▶ _Task objective_
In the listing below, start your output at the line with "of data rows." and end it after the line with "impl From<validator::ValidationErrors> for", copying every line exactly.

#### Information given ####

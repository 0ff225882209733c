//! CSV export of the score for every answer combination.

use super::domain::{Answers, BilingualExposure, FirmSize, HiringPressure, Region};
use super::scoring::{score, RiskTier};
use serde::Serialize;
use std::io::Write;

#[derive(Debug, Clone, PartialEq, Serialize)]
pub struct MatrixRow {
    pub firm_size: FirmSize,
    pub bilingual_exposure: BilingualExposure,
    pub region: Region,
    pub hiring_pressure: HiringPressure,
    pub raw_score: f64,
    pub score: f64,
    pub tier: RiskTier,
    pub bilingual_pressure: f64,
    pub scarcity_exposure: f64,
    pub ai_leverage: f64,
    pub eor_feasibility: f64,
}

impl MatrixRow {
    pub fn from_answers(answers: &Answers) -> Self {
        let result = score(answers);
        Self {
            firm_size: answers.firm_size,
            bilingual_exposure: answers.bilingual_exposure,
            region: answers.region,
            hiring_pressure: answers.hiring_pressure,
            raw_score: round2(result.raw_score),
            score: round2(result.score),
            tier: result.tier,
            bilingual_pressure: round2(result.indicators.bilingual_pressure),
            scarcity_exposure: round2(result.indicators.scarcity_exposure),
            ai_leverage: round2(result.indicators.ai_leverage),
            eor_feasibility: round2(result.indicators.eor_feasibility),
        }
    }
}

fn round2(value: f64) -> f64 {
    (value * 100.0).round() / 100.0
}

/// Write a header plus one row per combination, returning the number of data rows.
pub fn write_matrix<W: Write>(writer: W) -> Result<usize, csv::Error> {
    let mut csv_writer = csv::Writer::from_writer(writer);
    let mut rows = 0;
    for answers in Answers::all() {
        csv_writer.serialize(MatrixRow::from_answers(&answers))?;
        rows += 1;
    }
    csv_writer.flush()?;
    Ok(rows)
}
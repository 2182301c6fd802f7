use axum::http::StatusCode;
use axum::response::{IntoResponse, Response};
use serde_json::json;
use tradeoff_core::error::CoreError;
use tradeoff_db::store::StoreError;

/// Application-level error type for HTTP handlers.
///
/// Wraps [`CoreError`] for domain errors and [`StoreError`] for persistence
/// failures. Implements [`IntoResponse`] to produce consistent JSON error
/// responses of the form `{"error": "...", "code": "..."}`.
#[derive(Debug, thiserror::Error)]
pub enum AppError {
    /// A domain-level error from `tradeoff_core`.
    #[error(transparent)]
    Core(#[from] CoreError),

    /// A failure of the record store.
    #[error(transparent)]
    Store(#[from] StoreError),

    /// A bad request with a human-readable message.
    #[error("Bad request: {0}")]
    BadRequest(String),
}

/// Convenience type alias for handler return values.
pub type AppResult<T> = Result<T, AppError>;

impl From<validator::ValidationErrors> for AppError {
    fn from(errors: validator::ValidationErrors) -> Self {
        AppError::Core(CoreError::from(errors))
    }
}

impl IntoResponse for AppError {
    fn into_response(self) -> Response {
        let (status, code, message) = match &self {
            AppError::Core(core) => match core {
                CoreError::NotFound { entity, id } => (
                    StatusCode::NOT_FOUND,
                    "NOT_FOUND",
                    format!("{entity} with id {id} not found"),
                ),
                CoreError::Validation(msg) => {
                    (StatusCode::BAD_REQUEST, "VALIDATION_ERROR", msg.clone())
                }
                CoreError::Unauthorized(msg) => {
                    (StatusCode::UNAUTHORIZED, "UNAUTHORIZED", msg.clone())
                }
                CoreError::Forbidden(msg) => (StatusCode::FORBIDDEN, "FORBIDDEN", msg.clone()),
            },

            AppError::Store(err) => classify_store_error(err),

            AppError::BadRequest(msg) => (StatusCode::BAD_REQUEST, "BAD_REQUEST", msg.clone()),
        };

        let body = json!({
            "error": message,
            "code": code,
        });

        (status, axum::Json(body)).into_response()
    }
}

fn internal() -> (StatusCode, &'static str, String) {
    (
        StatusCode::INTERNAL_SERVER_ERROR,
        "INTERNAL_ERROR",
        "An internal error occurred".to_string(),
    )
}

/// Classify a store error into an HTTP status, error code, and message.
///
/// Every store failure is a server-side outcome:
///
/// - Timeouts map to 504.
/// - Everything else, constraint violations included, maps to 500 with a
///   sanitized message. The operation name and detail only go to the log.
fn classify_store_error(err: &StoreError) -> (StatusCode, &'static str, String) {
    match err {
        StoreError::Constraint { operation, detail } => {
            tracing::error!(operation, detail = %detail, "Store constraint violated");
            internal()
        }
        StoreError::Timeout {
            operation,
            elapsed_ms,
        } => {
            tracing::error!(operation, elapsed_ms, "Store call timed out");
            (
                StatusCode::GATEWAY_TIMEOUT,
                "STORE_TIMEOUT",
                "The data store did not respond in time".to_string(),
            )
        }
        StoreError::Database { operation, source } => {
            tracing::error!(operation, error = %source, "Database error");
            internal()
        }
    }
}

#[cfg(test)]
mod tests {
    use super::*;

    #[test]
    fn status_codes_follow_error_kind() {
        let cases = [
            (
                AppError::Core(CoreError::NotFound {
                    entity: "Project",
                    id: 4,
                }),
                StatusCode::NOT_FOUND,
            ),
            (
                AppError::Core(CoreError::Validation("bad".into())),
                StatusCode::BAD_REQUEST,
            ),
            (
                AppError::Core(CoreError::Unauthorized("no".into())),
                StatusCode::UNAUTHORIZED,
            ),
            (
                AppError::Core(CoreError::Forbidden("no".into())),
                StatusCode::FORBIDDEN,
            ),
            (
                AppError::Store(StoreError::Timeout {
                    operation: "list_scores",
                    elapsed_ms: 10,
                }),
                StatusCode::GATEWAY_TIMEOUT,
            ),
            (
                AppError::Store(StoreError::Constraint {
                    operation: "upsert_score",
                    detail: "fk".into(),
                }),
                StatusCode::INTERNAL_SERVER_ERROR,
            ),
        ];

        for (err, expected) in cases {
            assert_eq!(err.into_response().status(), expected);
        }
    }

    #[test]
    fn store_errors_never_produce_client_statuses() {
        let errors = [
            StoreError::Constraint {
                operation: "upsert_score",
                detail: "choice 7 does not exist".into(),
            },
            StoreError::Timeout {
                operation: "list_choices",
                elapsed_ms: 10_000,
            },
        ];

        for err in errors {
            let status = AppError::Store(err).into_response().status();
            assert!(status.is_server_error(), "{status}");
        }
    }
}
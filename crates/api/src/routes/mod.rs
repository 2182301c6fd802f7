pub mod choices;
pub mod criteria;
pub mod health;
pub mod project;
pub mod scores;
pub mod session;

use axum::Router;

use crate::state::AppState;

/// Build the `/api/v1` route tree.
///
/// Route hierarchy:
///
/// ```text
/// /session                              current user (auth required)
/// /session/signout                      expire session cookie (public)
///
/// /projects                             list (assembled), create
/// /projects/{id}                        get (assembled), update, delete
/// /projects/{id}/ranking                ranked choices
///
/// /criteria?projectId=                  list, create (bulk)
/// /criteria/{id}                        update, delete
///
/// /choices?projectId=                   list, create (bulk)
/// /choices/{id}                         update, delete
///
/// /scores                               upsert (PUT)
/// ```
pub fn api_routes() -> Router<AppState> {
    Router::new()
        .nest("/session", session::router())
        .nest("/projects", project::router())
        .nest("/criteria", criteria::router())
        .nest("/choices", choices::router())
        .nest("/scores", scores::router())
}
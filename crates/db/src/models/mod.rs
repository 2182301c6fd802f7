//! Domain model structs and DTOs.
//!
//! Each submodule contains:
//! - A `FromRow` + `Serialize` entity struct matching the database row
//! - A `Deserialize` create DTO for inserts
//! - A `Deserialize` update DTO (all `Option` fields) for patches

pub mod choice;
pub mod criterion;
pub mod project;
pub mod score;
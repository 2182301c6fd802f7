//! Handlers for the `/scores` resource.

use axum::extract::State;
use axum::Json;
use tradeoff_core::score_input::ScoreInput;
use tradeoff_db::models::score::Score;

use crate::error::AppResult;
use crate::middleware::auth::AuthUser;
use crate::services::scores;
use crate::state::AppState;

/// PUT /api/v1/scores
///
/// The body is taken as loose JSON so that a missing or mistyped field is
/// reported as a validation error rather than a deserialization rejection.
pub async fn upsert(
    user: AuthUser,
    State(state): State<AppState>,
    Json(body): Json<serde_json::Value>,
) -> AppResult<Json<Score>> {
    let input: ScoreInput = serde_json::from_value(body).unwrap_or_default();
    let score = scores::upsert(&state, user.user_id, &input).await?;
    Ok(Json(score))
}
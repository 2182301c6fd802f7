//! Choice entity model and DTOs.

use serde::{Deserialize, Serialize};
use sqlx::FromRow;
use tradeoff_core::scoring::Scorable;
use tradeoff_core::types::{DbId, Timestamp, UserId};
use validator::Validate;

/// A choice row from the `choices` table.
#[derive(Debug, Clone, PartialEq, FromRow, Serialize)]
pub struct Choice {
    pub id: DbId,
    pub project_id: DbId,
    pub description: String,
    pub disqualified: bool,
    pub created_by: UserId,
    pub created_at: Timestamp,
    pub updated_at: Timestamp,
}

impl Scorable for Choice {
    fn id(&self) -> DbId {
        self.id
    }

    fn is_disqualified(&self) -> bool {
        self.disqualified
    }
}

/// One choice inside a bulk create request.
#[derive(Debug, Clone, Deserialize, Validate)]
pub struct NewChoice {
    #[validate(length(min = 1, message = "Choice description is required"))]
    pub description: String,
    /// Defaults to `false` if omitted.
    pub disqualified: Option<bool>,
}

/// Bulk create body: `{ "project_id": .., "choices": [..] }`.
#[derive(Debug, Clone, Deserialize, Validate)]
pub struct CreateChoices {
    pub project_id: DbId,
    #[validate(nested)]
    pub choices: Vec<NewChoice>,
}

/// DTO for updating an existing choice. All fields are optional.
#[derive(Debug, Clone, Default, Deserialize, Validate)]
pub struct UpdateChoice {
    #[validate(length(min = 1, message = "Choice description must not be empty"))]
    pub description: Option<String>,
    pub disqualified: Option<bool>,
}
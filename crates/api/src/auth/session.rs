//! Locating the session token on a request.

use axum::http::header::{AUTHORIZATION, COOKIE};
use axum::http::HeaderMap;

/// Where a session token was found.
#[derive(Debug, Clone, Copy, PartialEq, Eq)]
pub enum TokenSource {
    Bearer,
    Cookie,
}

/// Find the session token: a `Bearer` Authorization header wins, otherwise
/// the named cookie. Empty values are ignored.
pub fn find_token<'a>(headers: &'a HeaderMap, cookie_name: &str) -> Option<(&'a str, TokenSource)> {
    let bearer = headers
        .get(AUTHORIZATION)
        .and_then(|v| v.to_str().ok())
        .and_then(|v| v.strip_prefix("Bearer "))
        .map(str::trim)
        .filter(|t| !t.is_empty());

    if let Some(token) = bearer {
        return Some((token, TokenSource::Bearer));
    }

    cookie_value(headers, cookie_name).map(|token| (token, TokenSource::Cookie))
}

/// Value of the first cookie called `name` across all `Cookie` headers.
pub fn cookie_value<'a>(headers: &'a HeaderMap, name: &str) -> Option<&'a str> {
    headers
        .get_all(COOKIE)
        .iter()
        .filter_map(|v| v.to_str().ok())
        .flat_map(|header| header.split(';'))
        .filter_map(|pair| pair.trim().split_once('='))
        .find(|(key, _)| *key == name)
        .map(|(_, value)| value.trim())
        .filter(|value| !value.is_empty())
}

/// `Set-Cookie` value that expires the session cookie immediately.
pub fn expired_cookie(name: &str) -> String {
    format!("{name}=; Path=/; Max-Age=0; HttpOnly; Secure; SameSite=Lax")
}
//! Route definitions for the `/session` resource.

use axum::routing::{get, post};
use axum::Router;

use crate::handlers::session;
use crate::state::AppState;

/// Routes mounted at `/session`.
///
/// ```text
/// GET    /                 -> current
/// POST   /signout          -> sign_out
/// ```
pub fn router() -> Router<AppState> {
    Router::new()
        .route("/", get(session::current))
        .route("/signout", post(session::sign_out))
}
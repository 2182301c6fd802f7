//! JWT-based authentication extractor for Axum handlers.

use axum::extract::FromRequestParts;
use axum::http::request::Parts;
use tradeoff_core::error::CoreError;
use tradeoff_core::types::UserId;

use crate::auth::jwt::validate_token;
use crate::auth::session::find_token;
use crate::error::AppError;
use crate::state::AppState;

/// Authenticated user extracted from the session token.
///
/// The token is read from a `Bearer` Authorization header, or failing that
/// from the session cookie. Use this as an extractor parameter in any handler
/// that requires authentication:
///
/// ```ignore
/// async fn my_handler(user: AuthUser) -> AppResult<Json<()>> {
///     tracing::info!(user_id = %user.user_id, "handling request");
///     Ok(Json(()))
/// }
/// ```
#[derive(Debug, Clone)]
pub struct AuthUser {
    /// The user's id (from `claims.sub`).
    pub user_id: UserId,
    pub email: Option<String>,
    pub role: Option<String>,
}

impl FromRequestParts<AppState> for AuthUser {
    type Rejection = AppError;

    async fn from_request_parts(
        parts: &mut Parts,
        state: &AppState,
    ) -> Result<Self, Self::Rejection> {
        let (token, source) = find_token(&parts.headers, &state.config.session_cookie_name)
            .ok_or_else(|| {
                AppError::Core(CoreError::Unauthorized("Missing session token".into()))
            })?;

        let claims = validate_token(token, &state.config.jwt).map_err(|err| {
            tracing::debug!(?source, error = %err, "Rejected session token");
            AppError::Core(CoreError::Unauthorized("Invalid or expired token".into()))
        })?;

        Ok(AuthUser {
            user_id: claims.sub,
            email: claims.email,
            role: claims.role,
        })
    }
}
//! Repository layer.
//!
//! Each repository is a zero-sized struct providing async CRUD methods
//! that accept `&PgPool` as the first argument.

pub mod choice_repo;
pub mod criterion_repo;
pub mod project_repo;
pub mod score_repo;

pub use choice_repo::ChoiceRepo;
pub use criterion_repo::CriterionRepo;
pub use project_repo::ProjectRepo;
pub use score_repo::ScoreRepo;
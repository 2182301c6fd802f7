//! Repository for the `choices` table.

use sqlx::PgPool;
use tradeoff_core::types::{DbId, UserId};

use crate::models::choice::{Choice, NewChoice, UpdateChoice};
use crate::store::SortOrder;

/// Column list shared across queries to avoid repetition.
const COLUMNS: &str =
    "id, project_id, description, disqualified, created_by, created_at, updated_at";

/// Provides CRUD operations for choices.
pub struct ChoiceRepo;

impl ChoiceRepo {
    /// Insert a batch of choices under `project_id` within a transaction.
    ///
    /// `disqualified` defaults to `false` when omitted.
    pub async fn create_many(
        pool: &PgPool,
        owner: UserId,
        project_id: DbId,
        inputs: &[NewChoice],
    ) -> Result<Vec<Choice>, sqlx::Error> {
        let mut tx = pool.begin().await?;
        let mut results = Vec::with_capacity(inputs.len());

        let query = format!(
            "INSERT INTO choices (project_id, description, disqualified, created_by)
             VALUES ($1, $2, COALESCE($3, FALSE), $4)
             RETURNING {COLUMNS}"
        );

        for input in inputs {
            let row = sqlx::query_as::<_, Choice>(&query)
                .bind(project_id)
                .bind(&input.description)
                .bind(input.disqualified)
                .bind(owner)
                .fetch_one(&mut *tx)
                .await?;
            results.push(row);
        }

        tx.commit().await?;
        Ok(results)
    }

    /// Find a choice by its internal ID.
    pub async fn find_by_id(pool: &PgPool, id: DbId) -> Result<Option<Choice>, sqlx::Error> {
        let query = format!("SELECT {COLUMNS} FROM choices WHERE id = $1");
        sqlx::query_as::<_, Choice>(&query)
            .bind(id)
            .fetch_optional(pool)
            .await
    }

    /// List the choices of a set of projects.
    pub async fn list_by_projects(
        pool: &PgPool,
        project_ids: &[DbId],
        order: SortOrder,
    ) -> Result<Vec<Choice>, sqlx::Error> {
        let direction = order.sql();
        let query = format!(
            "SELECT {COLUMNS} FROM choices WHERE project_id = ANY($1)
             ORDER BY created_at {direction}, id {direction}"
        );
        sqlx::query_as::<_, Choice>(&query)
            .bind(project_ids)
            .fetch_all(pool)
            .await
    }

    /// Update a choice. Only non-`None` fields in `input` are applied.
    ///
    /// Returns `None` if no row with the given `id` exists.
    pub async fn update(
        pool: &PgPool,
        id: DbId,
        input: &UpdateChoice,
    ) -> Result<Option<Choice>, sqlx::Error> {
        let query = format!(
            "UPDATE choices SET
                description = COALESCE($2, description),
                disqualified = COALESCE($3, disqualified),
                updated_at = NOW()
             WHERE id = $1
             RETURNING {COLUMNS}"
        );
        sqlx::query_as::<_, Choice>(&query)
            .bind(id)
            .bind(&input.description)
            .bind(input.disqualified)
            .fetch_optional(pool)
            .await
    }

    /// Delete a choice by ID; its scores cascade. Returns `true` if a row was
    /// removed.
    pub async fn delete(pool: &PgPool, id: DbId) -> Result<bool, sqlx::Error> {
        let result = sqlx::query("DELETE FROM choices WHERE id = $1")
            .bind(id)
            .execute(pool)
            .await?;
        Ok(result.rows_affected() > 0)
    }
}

####

▶ _Written solution_
/// Write a header plus one row per combination, returning the number of data rows.
pub fn write_matrix<W: Write>(writer: W) -> Result<usize, csv::Error> {
    let mut csv_writer = csv::Writer::from_writer(writer);
    let mut rows = 0;
    for answers in Answers::all() {
        csv_writer.serialize(MatrixRow::from_answers(&answers))?;
        rows += 1;
    }
    csv_writer.flush()?;
    Ok(rows)
}
repository 2182301c6fd802f7
use axum::http::StatusCode;
use axum::response::{IntoResponse, Response};
use serde_json::json;
use tradeoff_core::error::CoreError;
use tradeoff_db::store::StoreError;

/// Application-level error type for HTTP handlers.
///
/// Wraps [`CoreError`] for domain errors and [`StoreError`] for persistence
/// failures. Implements [`IntoResponse`] to produce consistent JSON error
/// responses of the form `{"error": "...", "code": "..."}`.
#[derive(Debug, thiserror::Error)]
pub enum AppError {
    /// A domain-level error from `tradeoff_core`.
    #[error(transparent)]
    Core(#[from] CoreError),

    /// A failure of the record store.
    #[error(transparent)]
    Store(#[from] StoreError),

    /// A bad request with a human-readable message.
    #[error("Bad request: {0}")]
    BadRequest(String),
}

/// Convenience type alias for handler return values.
pub type AppResult<T> = Result<T, AppError>;

impl From<validator::ValidationErrors> for AppError {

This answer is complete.